__SOURCE MATERIAL__
┌──
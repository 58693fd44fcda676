//! Controller side-effects and intents.
//!
//! This module defines the [`ControllerAction`] enum, which represents
//! instructions produced by the [`crate::Controller`] state machine for the
//! runtime to execute against the UI surface, theme state, notification sink,
//! and timer.

use std::time::Duration;

use crate::{Notification, TimerId};

/// Actions produced by the Controller state machine.
#[derive(Debug, Clone, PartialEq, Eq)]
pub enum ControllerAction {
    /// Switch to the loading screen.
    ShowLoadingScreen,

    /// Switch to the chat screen.
    ShowChatScreen,

    /// Switch to the login prompt.
    ShowLoginScreen,

    /// Set the window title.
    SetTitle(String),

    /// Run first-connect initialization (chat page and action setup).
    Initialize,

    /// Schedule a reconnect timer.
    ScheduleReconnect {
        /// Timer to report back via
        /// [`crate::ControllerEvent::ReconnectTimerFired`].
        timer: TimerId,
        /// Delay before firing.
        delay: Duration,
    },

    /// Cancel a previously scheduled reconnect timer.
    CancelReconnect {
        /// Timer to cancel.
        timer: TimerId,
    },

    /// Set the process-wide "prefer dark theme" flag.
    SetPreferDarkTheme(bool),

    /// Hand a notification to the sink.
    Notify(Notification),
}
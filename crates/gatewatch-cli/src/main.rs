//! Gatewatch replay binary.
//!
//! # Usage
//!
//! ```bash
//! # Replay a session script with the default 3 s reconnect debounce
//! gatewatch session.json
//!
//! # Shorter debounce, verbose controller logs
//! gatewatch session.json --reconnect-delay-ms 500 --log-level debug
//! ```

use clap::Parser;
use gatewatch_app::ThemeState;
use gatewatch_cli::{Args, CliError, Script};
use tracing_subscriber::{EnvFilter, fmt, layer::SubscriberExt, util::SubscriberInitExt};

#[tokio::main]
async fn main() -> Result<(), CliError> {
    let args = Args::parse();
    let filter =
        EnvFilter::try_from_default_env().unwrap_or_else(|_| EnvFilter::new(&args.log_level));

    tracing_subscriber::registry().with(fmt::layer()).with(filter).init();

    let config = args.controller_config()?;
    let script = Script::from_path(&args.script)?;
    let theme = ThemeState::new(args.prefer_dark);

    let shutdown = async {
        if let Err(e) = tokio::signal::ctrl_c().await {
            tracing::error!(error = %e, "failed to listen for ctrl-c");
            std::future::pending::<()>().await;
        }
    };

    let controller = gatewatch_cli::replay(script, config, theme.clone(), shutdown).await;

    tracing::info!(
        screen = ?controller.screen(),
        state = ?controller.connection_state(),
        initialized = controller.is_initialized(),
        prefer_dark = theme.prefer_dark(),
        "replay finished"
    );

    Ok(())
}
└──
__WHAT THE EXERCISE ASKS__
In full and exactly, transcribe the material above.

__THE COMPLETED TASK__
repository 58693fd44fcda676
//! Controller side-effects and intents.
//!
//! This module defines the [`ControllerAction`] enum, which represents
//! instructions produced by the [`crate::Controller`] state machine for the
//! runtime to execute against the UI surface, theme state, notification sink,
//! and timer.

use std::time::Duration;

use crate::{Notification, TimerId};

/// Actions produced by the Controller state machine.
#[derive(Debug, Clone, PartialEq, Eq)]
pub enum ControllerAction {
    /// Switch to the loading screen.
    ShowLoadingScreen,

    /// Switch to the chat screen.
    ShowChatScreen,

    /// Switch to the login prompt.
    ShowLoginScreen,

    /// Set the window title.
    SetTitle(String),

    /// Run first-connect initialization (chat page and action setup).
    Initialize,

    /// Schedule a reconnect timer.
    ScheduleReconnect {
        /// Timer to report back via
        /// [`crate::ControllerEvent::ReconnectTimerFired`].
        timer: TimerId,
        /// Delay before firing.
        delay: Duration,
    },

    /// Cancel a previously scheduled reconnect timer.
    CancelReconnect {
        /// Timer to cancel.
        timer: TimerId,
    },

    /// Set the process-wide "prefer dark theme" flag.
    SetPreferDarkTheme(bool),

    /// Hand a notification to the sink.
    Notify(Notification),
}
filename crates/gatewatch-cli/src/main.rs
//! Gatewatch replay binary.
//!
//! # Usage
//!
//! ```bash
//! # Replay a session script with the default 3 s reconnect debounce
//! gatewatch session.json
//!
//! # Shorter debounce, verbose controller logs
//! gatewatch session.json --reconnect-delay-ms 500 --log-level debug
//! ```

use clap::Parser;
use gatewatch_app::ThemeState;
use gatewatch_cli::{Args, CliError, Script};
use tracing_subscriber::{EnvFilter, fmt, layer::SubscriberExt, util::SubscriberInitExt};

#[tokio::main]
async fn main() -> Result<(), CliError> {
    let args = Args::parse();
    let filter =
        EnvFilter::try_from_default_env().unwrap_or_else(|_| EnvFilter::new(&args.log_level));

    tracing_subscriber::registry().with(fmt::layer()).with(filter).init();

    let config = args.controller_config()?;
    let script = Script::from_path(&args.script)?;
    let theme = ThemeState::new(args.prefer_dark);

    let shutdown = async {
        if let Err(e) = tokio::signal::ctrl_c().await {
            tracing::error!(error = %e, "failed to listen for ctrl-c");
            std::future::pending::<()>().await;
        }
    };

    let controller = gatewatch_cli::replay(script, config, theme.clone(), shutdown).await;

    tracing::info!(
        screen = ?controller.screen(),
        state = ?controller.connection_state(),
        initialized = controller.is_initialized(),
        prefer_dark = theme.prefer_dark(),
        "replay finished"
    );

    Ok(())
}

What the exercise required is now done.